Restate all the data exactly, so that each line is the same as before.

-- DATA SECTION follows --

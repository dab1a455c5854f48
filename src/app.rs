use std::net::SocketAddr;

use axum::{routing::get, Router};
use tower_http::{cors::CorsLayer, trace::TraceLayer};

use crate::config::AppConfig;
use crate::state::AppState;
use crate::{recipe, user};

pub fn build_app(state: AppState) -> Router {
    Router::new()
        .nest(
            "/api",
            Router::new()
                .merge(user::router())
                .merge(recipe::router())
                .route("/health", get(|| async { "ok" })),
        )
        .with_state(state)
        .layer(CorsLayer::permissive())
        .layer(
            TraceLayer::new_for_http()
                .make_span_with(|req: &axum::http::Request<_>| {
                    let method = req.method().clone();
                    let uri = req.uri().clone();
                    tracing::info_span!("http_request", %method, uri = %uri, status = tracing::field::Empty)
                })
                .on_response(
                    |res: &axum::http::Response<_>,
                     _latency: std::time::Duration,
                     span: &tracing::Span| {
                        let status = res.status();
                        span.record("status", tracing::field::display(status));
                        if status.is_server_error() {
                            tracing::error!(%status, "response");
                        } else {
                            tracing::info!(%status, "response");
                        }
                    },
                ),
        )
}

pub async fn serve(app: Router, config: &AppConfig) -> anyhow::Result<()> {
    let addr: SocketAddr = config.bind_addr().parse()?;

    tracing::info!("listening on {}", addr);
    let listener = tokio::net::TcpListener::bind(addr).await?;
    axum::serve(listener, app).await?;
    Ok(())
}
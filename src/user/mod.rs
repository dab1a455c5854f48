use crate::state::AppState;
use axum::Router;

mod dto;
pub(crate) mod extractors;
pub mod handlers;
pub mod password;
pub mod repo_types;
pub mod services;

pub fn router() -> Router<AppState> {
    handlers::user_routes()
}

-- DATA SECTION concluded --

REPLY:
repository dab1a455c5854f48
filename src/app.rs
use std::net::SocketAddr;

use axum::{routing::get, Router};
use tower_http::{cors::CorsLayer, trace::TraceLayer};

use crate::config::AppConfig;
use crate::state::AppState;
use crate::{recipe, user};

pub fn build_app(state: AppState) -> Router {
    Router::new()
        .nest(
            "/api",
            Router::new()
                .merge(user::router())
                .merge(recipe::router())
                .route("/health", get(|| async { "ok" })),
        )
        .with_state(state)
        .layer(CorsLayer::permissive())
        .layer(
            TraceLayer::new_for_http()
                .make_span_with(|req: &axum::http::Request<_>| {
                    let method = req.method().clone();
                    let uri = req.uri().clone();
                    tracing::info_span!("http_request", %method, uri = %uri, status = tracing::field::Empty)
                })
                .on_response(
                    |res: &axum::http::Response<_>,
                     _latency: std::time::Duration,
                     span: &tracing::Span| {
                        let status = res.status();
                        span.record("status", tracing::field::display(status));
                        if status.is_server_error() {
                            tracing::error!(%status, "response");
                        } else {
                            tracing::info!(%status, "response");
                        }
                    },
                ),
        )
}

pub async fn serve(app: Router, config: &AppConfig) -> anyhow::Result<()> {
    let addr: SocketAddr = config.bind_addr().parse()?;

    tracing::info!("listening on {}", addr);
    let listener = tokio::net::TcpListener::bind(addr).await?;
    axum::serve(listener, app).await?;
    Ok(())
}
filename src/user/mod.rs
repository dab1a455c5854f48
use crate::state::AppState;
use axum::Router;

mod dto;
pub(crate) mod extractors;
pub mod handlers;
pub mod password;
pub mod repo_types;
pub mod services;

pub fn router() -> Router<AppState> {
    handlers::user_routes()
}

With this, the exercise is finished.